After John F. Kennedy leaks the Walter Lippmann column to the press, and the representative from Russia is on the television expressing his concern, Kennedy (Bruce Greenwood) struggles with his tie and clearly mouths an expletive that gets overdubbed as a sound of frustration to maintain the PG-13 rating. In his next line, he mouths that the representative is "fucking killing us," and again his line is overdubbed to remove the curse.
Some historians believe the Yom Kippur War in 1973 was the closest the world came to nuclear conflict. They have asserted that DEFCON 2 was secretly enacted as the USSR moved nuclear weapons into Alexandria Harbor.
The Soviets decided to place nuclear weapons in Cuba after the failure of the Bay of Pigs invasion. President John F. Kennedy refused to provide air support for the invasion, unlike Dwight D. Eisenhower during the 1954 Guatemalan coup d'état.

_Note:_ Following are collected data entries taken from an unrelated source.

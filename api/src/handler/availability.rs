use std::convert::Infallible;

use axum::{
    extract::{Path, Query, State},
    response::sse::{Event, KeepAlive, Sse},
    Json,
};
use futures::{stream, Stream};
use garde::Validate;
use kernel::{
    model::{
        availability::{AvailabilityOptions, BlockedDates},
        room::{find_room_type, RoomType},
    },
    service::session::AvailabilitySession,
};
use registry::AppRegistry;
use shared::error::{AppError, AppResult};

use crate::model::availability::{AvailabilityQuery, AvailabilityResponse, BlockedDatesResponse};

fn room_or_not_found(slug: &str) -> AppResult<&'static RoomType> {
    find_room_type(slug).ok_or_else(|| AppError::EntityNotFound(format!("unknown room: {slug}")))
}

pub async fn show_availability(
    Query(query): Query<AvailabilityQuery>,
    State(registry): State<AppRegistry>,
) -> AppResult<Json<AvailabilityResponse>> {
    query.validate(&())?;

    let options = AvailabilityOptions::try_from(query)?;
    let room = room_or_not_found(options.room_type.as_str())?;

    registry
        .availability_service()
        .report(room, &options)
        .await
        .map(AvailabilityResponse::from)
        .map(Json)
}

/// Closes the session when the client goes away and the stream is dropped.
struct LiveSession(Option<AvailabilitySession>);

impl Drop for LiveSession {
    fn drop(&mut self) {
        if let Some(session) = self.0.take() {
            tracing::debug!(room = session.room().id, "Availability stream closed");
            session.close();
        }
    }
}

fn snapshot_event(room: &'static RoomType, blocked: &BlockedDates) -> Option<Event> {
    Event::default()
        .event("availability")
        .json_data(BlockedDatesResponse::new(room.id, blocked))
        .inspect_err(|e| tracing::error!(error.message = %e, "Could not encode availability"))
        .ok()
}

/// Merged blocked-date snapshots for the session's room: one right away,
/// then one per store change or finished feed fetch. Dropping the stream
/// closes the session.
fn availability_events(
    session: AvailabilitySession,
) -> impl Stream<Item = Result<Event, Infallible>> {
    let initial = session.blocked();
    stream::unfold(
        (LiveSession(Some(session)), Some(initial)),
        |(mut live, pending)| async move {
            let session = match live.0.as_mut() {
                Some(session) => session,
                None => return None,
            };
            let blocked = match pending {
                Some(blocked) => blocked,
                None => match session.next_update().await {
                    Ok(Some(blocked)) => blocked,
                    Ok(None) => return None,
                    Err(e) => {
                        tracing::warn!(error.message = %e, "Availability stream ended");
                        return None;
                    }
                },
            };
            let event = match snapshot_event(session.room(), &blocked) {
                Some(event) => event,
                None => return None,
            };
            Some((Ok::<_, Infallible>(event), (live, None)))
        },
    )
}

pub async fn stream_availability(
    Path(room): Path<String>,
    State(registry): State<AppRegistry>,
) -> AppResult<Sse<impl Stream<Item = Result<Event, Infallible>>>> {
    let room = room_or_not_found(&room)?;
    let session = AvailabilitySession::open(registry.availability_service(), room).await?;
    Ok(Sse::new(availability_events(session)).keep_alive(KeepAlive::default()))
}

The aircraft shown carrying the President to Connecticut is an actual VC-137 (Boeing 707) Presidential aircraft used by President John F. Kennedy. The 707 shown wasn't in service until a month after the Cuban crisis, though. At the time another 707 with a different color scheme was used.
Although the resolution to the crisis was widely regarded as a US victory at the time, it is now widely regarded as a Soviet victory. People in 1962 were not told the Soviets only removed their missiles in return for the Americans agreeing to remove their missiles from Italy and Turkey. The US government also publicly promised never to invade Cuba again.
Although the F-8 aircraft used in the movie are real aircraft once used by the Philippine Air Force, they were, in fact, nonfunctional at that time. During the filming of the movie, the planes were actually being towed.
The film was made and released about three years after its source book "Kennedy Tapes: Inside the White House During the Cuban Missile Crisis" by Ernest R. May and Philip D. Zelikow had been first published in 1997.
This motion picture was originally instigated as a project for writer-director-producer Lawrence Kasdan who had helmed The Big Chill (1983) which had contained a soundtrack full of 1960s Motown classics and featured a story-line about a reunion of 60s graduates.
Universal Pictures was originally set to make the film with Phil Alden Robinson directing but shelved it as it neared production. Kevin Costner was able to reactivate interest in the project at Sony Pictures.
When Bruce Greenwood and Steven Culp were cast as JFK and RFK respectively, weeks ahead of the start of filming, they would call each other on the phone to practice their Boston accents. They called it playing "Dueling Kennedys", according to special features in the DVD version of the film.